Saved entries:
"""

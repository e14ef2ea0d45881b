//! Contact records between shippers and drivers.
//!
//! Append-only: an engagement is written once and never changes. The chat
//! handoff itself happens elsewhere; this module only produces the record and
//! the summary text handed to it.

use std::collections::HashMap;

use chrono::{DateTime, Utc};
use serde::{Deserialize, Serialize};

use haulnet_auth::{Principal, Role};
use haulnet_core::{ActorId, DomainError, DomainResult, EngagementId, Entity, JobId};

use crate::{Address, CargoType, Job};

#[derive(Debug, Clone, PartialEq, Eq, Serialize, Deserialize)]
#[serde(rename_all = "camelCase")]
pub struct Engagement {
    pub id: EngagementId,
    pub shipper_id: ActorId,
    pub driver_id: ActorId,
    pub job_id: JobId,
    pub initiated_by: Role,
    pub created_at: DateTime<Utc>,
}

impl Entity for Engagement {
    type Id = EngagementId;

    fn id(&self) -> &Self::Id {
        &self.id
    }
}

impl Engagement {
    /// The initiator's role decides which side of the pair they are on.
    pub fn record(
        id: EngagementId,
        initiator: &Principal,
        counterparty_id: ActorId,
        job_id: JobId,
        created_at: DateTime<Utc>,
    ) -> DomainResult<Self> {
        if counterparty_id == initiator.actor_id() {
            return Err(DomainError::validation(
                "counterpartyId",
                "cannot initiate contact with yourself",
            ));
        }

        let (shipper_id, driver_id) = match initiator.role() {
            Role::Shipper => (initiator.actor_id(), counterparty_id),
            Role::Driver => (counterparty_id, initiator.actor_id()),
        };

        Ok(Self {
            id,
            shipper_id,
            driver_id,
            job_id,
            initiated_by: initiator.role(),
            created_at,
        })
    }

    pub fn involves(&self, actor_id: ActorId) -> bool {
        self.shipper_id == actor_id || self.driver_id == actor_id
    }

    /// The party who did not initiate.
    pub fn counterparty(&self) -> ActorId {
        match self.initiated_by {
            Role::Shipper => self.driver_id,
            Role::Driver => self.shipper_id,
        }
    }
}

/// Job summary handed to the chat collaborator.
#[derive(Debug, Clone, PartialEq, Serialize, Deserialize)]
#[serde(rename_all = "camelCase")]
pub struct HandoffSummary {
    pub counterparty_id: ActorId,
    pub job_id: JobId,
    pub origin: Address,
    pub destination: Address,
    pub cargo_type: CargoType,
    pub price: Option<f64>,
    pub message: String,
}

impl HandoffSummary {
    pub fn for_job(job: &Job, counterparty_id: ActorId) -> Self {
        let price = match job.price() {
            Some(p) => format!("{p:.2}"),
            None => "to be agreed".to_string(),
        };
        let message = format!(
            "Hello! I'd like to talk about the freight job from {} to {}. Cargo: {}. Price: {}.",
            job.origin(),
            job.destination(),
            job.cargo_type().as_str(),
            price,
        );

        Self {
            counterparty_id,
            job_id: job.job_id(),
            origin: job.origin().clone(),
            destination: job.destination().clone(),
            cargo_type: job.cargo_type(),
            price: job.price(),
            message,
        }
    }
}

/// What `initiate_contact` hands back to the caller.
#[derive(Debug, Clone, PartialEq, Serialize, Deserialize)]
#[serde(rename_all = "camelCase")]
pub struct ContactHandoff {
    pub engagement: Engagement,
    pub summary: HandoffSummary,
}

/// Keep only the newest engagement per job, newest first.
///
/// Ties on `created_at` fall back to the id so the result is deterministic.
pub fn latest_per_job<I>(engagements: I) -> Vec<Engagement>
where
    I: IntoIterator<Item = Engagement>,
{
    let mut latest: HashMap<JobId, Engagement> = HashMap::new();
    for e in engagements {
        match latest.get(&e.job_id) {
            Some(current) if (current.created_at, current.id) >= (e.created_at, e.id) => {}
            _ => {
                latest.insert(e.job_id, e);
            }
        }
    }

    let mut out: Vec<Engagement> = latest.into_values().collect();
    out.sort_by(|a, b| (b.created_at, b.id).cmp(&(a.created_at, a.id)));
    out
}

"""

#### [Assignment]
For each record above, output it exactly as written.

#### [Final answer]
repository e14ef2ea0d45881b
//! Contact records between shippers and drivers.
//!
//! Append-only: an engagement is written once and never changes. The chat
//! handoff itself happens elsewhere; this module only produces the record and
//! the summary text handed to it.

use std::collections::HashMap;

use chrono::{DateTime, Utc};
use serde::{Deserialize, Serialize};

use haulnet_auth::{Principal, Role};
use haulnet_core::{ActorId, DomainError, DomainResult, EngagementId, Entity, JobId};

use crate::{Address, CargoType, Job};

#[derive(Debug, Clone, PartialEq, Eq, Serialize, Deserialize)]
#[serde(rename_all = "camelCase")]
pub struct Engagement {
    pub id: EngagementId,
    pub shipper_id: ActorId,
    pub driver_id: ActorId,
    pub job_id: JobId,
    pub initiated_by: Role,
    pub created_at: DateTime<Utc>,
}

impl Entity for Engagement {
    type Id = EngagementId;

    fn id(&self) -> &Self::Id {
        &self.id
    }
}

impl Engagement {
    /// The initiator's role decides which side of the pair they are on.
    pub fn record(
        id: EngagementId,
        initiator: &Principal,
        counterparty_id: ActorId,
        job_id: JobId,
        created_at: DateTime<Utc>,
    ) -> DomainResult<Self> {
        if counterparty_id == initiator.actor_id() {
            return Err(DomainError::validation(
                "counterpartyId",
                "cannot initiate contact with yourself",
            ));
        }

        let (shipper_id, driver_id) = match initiator.role() {
            Role::Shipper => (initiator.actor_id(), counterparty_id),
            Role::Driver => (counterparty_id, initiator.actor_id()),
        };

        Ok(Self {
            id,
            shipper_id,
            driver_id,
            job_id,
            initiated_by: initiator.role(),
            created_at,
        })
    }

    pub fn involves(&self, actor_id: ActorId) -> bool {
        self.shipper_id == actor_id || self.driver_id == actor_id
    }

    /// The party who did not initiate.
    pub fn counterparty(&self) -> ActorId {
        match self.initiated_by {
            Role::Shipper => self.driver_id,
            Role::Driver => self.shipper_id,
        }
    }
}

/// Job summary handed to the chat collaborator.
#[derive(Debug, Clone, PartialEq, Serialize, Deserialize)]
#[serde(rename_all = "camelCase")]
pub struct HandoffSummary {
    pub counterparty_id: ActorId,
    pub job_id: JobId,
    pub origin: Address,
    pub destination: Address,
    pub cargo_type: CargoType,
    pub price: Option<f64>,
    pub message: String,
}

impl HandoffSummary {
    pub fn for_job(job: &Job, counterparty_id: ActorId) -> Self {
        let price = match job.price() {
            Some(p) => format!("{p:.2}"),
            None => "to be agreed".to_string(),
        };
        let message = format!(
            "Hello! I'd like to talk about the freight job from {} to {}. Cargo: {}. Price: {}.",
            job.origin(),
            job.destination(),
            job.cargo_type().as_str(),
            price,
        );

        Self {
            counterparty_id,
            job_id: job.job_id(),
            origin: job.origin().clone(),
            destination: job.destination().clone(),
            cargo_type: job.cargo_type(),
            price: job.price(),
            message,
        }
    }
}

/// What `initiate_contact` hands back to the caller.
#[derive(Debug, Clone, PartialEq, Serialize, Deserialize)]
#[serde(rename_all = "camelCase")]
pub struct ContactHandoff {
    pub engagement: Engagement,
    pub summary: HandoffSummary,
}

/// Keep only the newest engagement per job, newest first.
///
/// Ties on `created_at` fall back to the id so the result is deterministic.
pub fn latest_per_job<I>(engagements: I) -> Vec<Engagement>
where
    I: IntoIterator<Item = Engagement>,
{
    let mut latest: HashMap<JobId, Engagement> = HashMap::new();
    for e in engagements {
        match latest.get(&e.job_id) {
            Some(current) if (current.created_at, current.id) >= (e.created_at, e.id) => {}
            _ => {
                latest.insert(e.job_id, e);
            }
        }
    }

    let mut out: Vec<Engagement> = latest.into_values().collect();
    out.sort_by(|a, b| (b.created_at, b.id).cmp(&(a.created_at, a.id)));
    out
}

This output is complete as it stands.